Doris Pilkington is the Daughter of Molly Craig, the heroine of the book and movie. Molly Craig (at around fourteen) was taken to the Moore River Settlement with her sister Daisy, and her cousin Gracie. After staying there there for only a day, she decided to walk the one thousand fifty miles back to her home of Jigalong with both relations. She then proceeded to do so by following the Rabbit Proof Fence while evading trackers, and generally being simply heroic. Although she lost Gracie to the feds, she managed to bring Daisy and herself safely home.

After having two children years later, Molly Craig went to a hospital for an ailment of some sort. Both of her children were taken to the Moore River Settlement, and were supposed to be returned to her. This was not to be the case however, the government kept young Annabell and Doris to be trained as servants, rather than having them "revert" to their mother's more traditional lifestyle. Molly then stole Annabell and walked back home, leaving Doris behind because she was probably too heavy to carry and to young to walk. "Probably" you say? Yes, probably, she couldn't tell for certain because the window to Doris's dormitory had bars, to prevent mothers or desperately homesick children from going through them.

Years later, after going through the Moore River purification process (designed to keep their native language and culture away from the children, and to condition them to domestic slavery), Doris finally managed to get in touch with her mother. In time she wrote a book about her mother's experiences. Christine Olson then wrote a screenplay based on the book, and fate intervened to make Phillip Nocye the director of the movie.

The movie itself, based on Molly's first journey, is only a representation of the history that it stands on. It was created by a white director, to call forth the tragedy of the past. As such, a personal C! from me goes to Noyce for the excellent special features on the DVD. He is very aware of the ironies that surrounded his situation, and in fact apologizes a bit to much at the end of the commentary option on the DVD. A commentary option, you might ask?
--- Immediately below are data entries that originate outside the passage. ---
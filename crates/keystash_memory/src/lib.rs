// Copyright (c) Microsoft Corporation.
// Licensed under the MIT License.

#![cfg_attr(coverage_nightly, feature(coverage_attribute))]
#![cfg_attr(docsrs, feature(doc_cfg))]

//! Tag-aware in-memory backend backed by moka.
//!
//! [`MemoryBackend`] implements the full [`Backend`](keystash_backend::Backend)
//! contract: absolute and sliding expiration evaluated against a
//! [`tick::Clock`], and group invalidation by tag. Capacity-based eviction is
//! left to moka's `TinyLFU` policy. Use [`MemoryBackendBuilder`] to configure
//! it without exposing moka types.
//!
//! # Quick Start
//!
//! ```
//! use std::time::Duration;
//!
//! use keystash_backend::{Backend, Expiration, SaveOptions, Tags};
//! use keystash_memory::MemoryBackend;
//! use tick::Clock;
//!
//! let clock = Clock::new_frozen();
//! let backend = MemoryBackend::<i32>::builder(clock.clone())
//!     .max_capacity(1000)
//!     .build();
//!
//! let at = clock.system_time() + Duration::from_secs(60);
//! let options = SaveOptions::new().with_expiration(Expiration::At(at)).with_tag("users");
//! backend.save("alice", 42, &options)?;
//! assert_eq!(backend.load("alice")?, Some(42));
//!
//! backend.invalidate_by_tags(&Tags::single("users"))?;
//! assert_eq!(backend.load("alice")?, None);
//! # Ok::<(), keystash_backend::Error>(())
//! ```

pub mod backend;
pub mod builder;

#[doc(inline)]
pub use backend::MemoryBackend;
#[doc(inline)]
pub use builder::MemoryBackendBuilder;
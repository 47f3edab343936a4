// Copyright (c) Microsoft Corporation.
// Licensed under the MIT License.

//! Builder for configuring in-memory backends.
//!
//! This module provides a builder API for `MemoryBackend` that abstracts
//! the underlying moka configuration.

use std::marker::PhantomData;

use tick::Clock;

use crate::backend::MemoryBackend;

/// Builder for configuring a `MemoryBackend`.
///
/// # Examples
///
/// ```
/// use keystash_memory::MemoryBackend;
/// use tick::Clock;
///
/// let backend = MemoryBackend::<String>::builder(Clock::new_frozen())
///     .max_capacity(1000)
///     .initial_capacity(100)
///     .name("sessions")
///     .build();
/// ```
#[derive(Debug)]
pub struct MemoryBackendBuilder<V> {
    pub(crate) clock: Clock,
    pub(crate) max_capacity: Option<u64>,
    pub(crate) initial_capacity: Option<usize>,
    pub(crate) name: Option<String>,
    _phantom: PhantomData<V>,
}

impl<V> MemoryBackendBuilder<V> {
    /// Creates a new builder for an unbounded backend.
    ///
    /// `clock` decides when entries expire.
    #[must_use]
    pub fn new(clock: Clock) -> Self {
        Self {
            clock,
            max_capacity: None,
            initial_capacity: None,
            name: None,
            _phantom: PhantomData,
        }
    }

    /// Sets the maximum number of entries.
    ///
    /// Once the capacity is reached, moka evicts entries using `TinyLFU`.
    /// Evicted entries read as absent, exactly like expired ones.
    #[must_use]
    pub fn max_capacity(mut self, capacity: u64) -> Self {
        self.max_capacity = Some(capacity);
        self
    }

    /// Sets the initial capacity (pre-allocation hint).
    #[must_use]
    pub fn initial_capacity(mut self, capacity: usize) -> Self {
        self.initial_capacity = Some(capacity);
        self
    }

    /// Sets a name that may appear in moka's logs and debug output.
    #[must_use]
    pub fn name(mut self, name: impl Into<String>) -> Self {
        self.name = Some(name.into());
        self
    }

    /// Builds the configured `MemoryBackend`.
    #[must_use]
    pub fn build(self) -> MemoryBackend<V>
    where
        V: Clone + Send + Sync + 'static,
    {
        MemoryBackend::from_builder(self)
    }
}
Yes sir! It allows you to listen to him and others talk about the making of the movie, his thoughts on the Aborigines' tragic history, Peter Gabriel talking music, and more. There is also relatively long "making of" bonus feature, which has its own superb qualities.
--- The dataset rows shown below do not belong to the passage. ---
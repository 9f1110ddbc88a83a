/// Analytics over habit and completion snapshots
///
/// Pure functions from (habits, completions, dates) to day snapshots,
/// statistics, and calendar classifications. Nothing in this module reads
/// the clock or touches storage: callers pass the collections and the
/// current day in, which is what makes every result reproducible.

pub mod calendar;
pub mod day;
pub mod stats;

// Re-export public types for easy access
pub use calendar::*;
pub use day::*;
pub use stats::*;

/// Whole-number percentage, rounded to the nearest integer
///
/// A zero total yields zero rather than a division error.
pub(crate) fn rounded_percentage(count: u32, total: u32) -> u32 {
    if total == 0 {
        return 0;
    }
    (count as f64 / total as f64 * 100.0).round() as u32
}
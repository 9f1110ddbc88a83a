/// Binary entry point for the Habit Journal MCP server
///
/// Parses the command line, wires logging to stderr (stdout belongs to the
/// JSON-RPC stream), picks a database location and hands control to the
/// server loop.

use clap::Parser;
use std::path::PathBuf;
use tracing::info;

use habit_journal_mcp::HabitJournalServer;

/// Command line arguments
#[derive(Parser, Debug)]
#[command(author, version, about, long_about = None)]
struct Args {
    /// Path to the SQLite database file
    /// If not provided, a writable default location is chosen
    #[arg(long)]
    database: Option<PathBuf>,

    /// Enable debug logging
    #[arg(short, long)]
    debug: bool,

    /// Enable verbose output (implies debug)
    #[arg(short, long)]
    verbose: bool,
}

/// Pick a writable default location for the database
///
/// Candidates are tried in order: a dot directory in the home directory,
/// the platform data and config directories, then the working directory.
/// Each candidate must survive a small write probe before it is accepted,
/// because MCP servers are often launched from read-only install trees.
fn get_default_database_path() -> Result<PathBuf, Box<dyn std::error::Error>> {
    let candidates = [
        dirs::home_dir().map(|mut p| {
            p.push(".habit_journal");
            p
        }),
        dirs::data_dir().map(|mut p| {
            p.push("habit_journal");
            p
        }),
        dirs::config_dir().map(|mut p| {
            p.push("habit_journal");
            p
        }),
        std::env::current_dir().ok().map(|mut p| {
            p.push(".habit_journal");
            p
        }),
    ];

    for dir in candidates.iter().flatten() {
        if std::fs::create_dir_all(dir).is_err() {
            continue;
        }

        let probe = dir.join(".write_probe");
        if std::fs::write(&probe, "ok").is_ok() {
            let _ = std::fs::remove_file(&probe);
            return Ok(dir.join("habits.db"));
        }
    }

    // Last resort when nothing persistent is writable
    let mut temp_path = std::env::temp_dir();
    temp_path.push("habit_journal");
    std::fs::create_dir_all(&temp_path)?;
    temp_path.push("habits.db");

    tracing::warn!(
        "No persistent location writable, using temporary database: {}",
        temp_path.display()
    );
    Ok(temp_path)
}

#[tokio::main]
async fn main() -> Result<(), Box<dyn std::error::Error>> {
    let args = Args::parse();

    let log_level = if args.verbose {
        "debug"
    } else if args.debug {
        "info"
    } else {
        "warn"
    };

    // stdout carries JSON-RPC responses, so every log line goes to stderr
    tracing_subscriber::fmt()
        .with_env_filter(format!("habit_journal_mcp={}", log_level))
        .with_writer(std::io::stderr)
        .init();

    info!("Starting Habit Journal MCP server");

    let db_path = match args.database {
        Some(path) => {
            if let Some(parent) = path.parent() {
                if !parent.exists() {
                    std::fs::create_dir_all(parent)?;
                }
            }
            path
        }
        None => get_default_database_path()?,
    };

    info!("Using database at: {}", db_path.display());

    let server = HabitJournalServer::new(db_path).await?;
    server.run().await?;

    info!("Habit Journal MCP server shutdown complete");
    Ok(())
}
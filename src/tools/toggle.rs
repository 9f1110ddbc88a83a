/// Tool for marking and unmarking a habit on a day
///
/// This module implements the habit_toggle MCP tool.

use serde::{Deserialize, Serialize};
use chrono::Utc;
use crate::domain::calculate_streak;
use crate::storage::HabitStore;
use crate::tools::{parse_date_arg, parse_habit_id, ToolError};

/// Parameters for toggling a habit's daily record
#[derive(Debug, Deserialize)]
pub struct ToggleParams {
    pub habit_id: String,
    pub date: Option<String>, // Optional day, defaults to today
}

/// Response from toggling a habit
#[derive(Debug, Serialize)]
pub struct ToggleResponse {
    pub success: bool,
    pub completed: bool,
    pub current_streak: u32,
    pub message: String,
}

/// Flip a habit's done state for a day
///
/// The first toggle on an unmarked day marks it done; toggling again
/// unmarks it. The response carries the streak as it stands after the
/// write, recomputed from the full history.
pub fn toggle_habit<S: HabitStore>(
    store: &S,
    params: ToggleParams,
) -> Result<ToggleResponse, ToolError> {
    let habit_id = parse_habit_id(&params.habit_id)?;

    // Verify the habit exists before writing anything
    let habit = store.get_habit(&habit_id)?;

    let today = Utc::now().naive_utc().date();
    let date = match params.date {
        Some(ref s) => parse_date_arg(s)?,
        None => today,
    };

    let completed = store.toggle_completion(&habit_id, date)?;

    let completions = store.list_completions()?;
    let streak = calculate_streak(&habit_id, &completions, today);

    let message = if completed {
        format!(
            "🔥 Marked '{}' done for {}. Current streak: {} day{}",
            habit.name,
            date,
            streak.current,
            if streak.current == 1 { "" } else { "s" }
        )
    } else {
        format!("↩️ Unmarked '{}' for {}.", habit.name, date)
    };

    Ok(ToggleResponse {
        success: true,
        completed,
        current_streak: streak.current,
        message,
    })
}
Two extra tidbits: First, I have heard that young Aborigine women have (or have had) a habit of turning ordinary sentences into sentences that sound like questions. This is because they learned the english language through far from ideal circumstances, and they grow accustomed to asking for help with their pronounciation or grammar.

Second, there is contention about the issues involved. It is a prickly subject for the Australian government and people. I just read an essay by the former head of Australian immigration, which attacked the movie (although he didn't say anything relevant, did he personally watch the movie?). To my mind though, most objectors can be compared to holocaust deniers. Guilt is a heavy burden, whether or not you deserve it.
Simply put: be warned that there are other sides to this issue.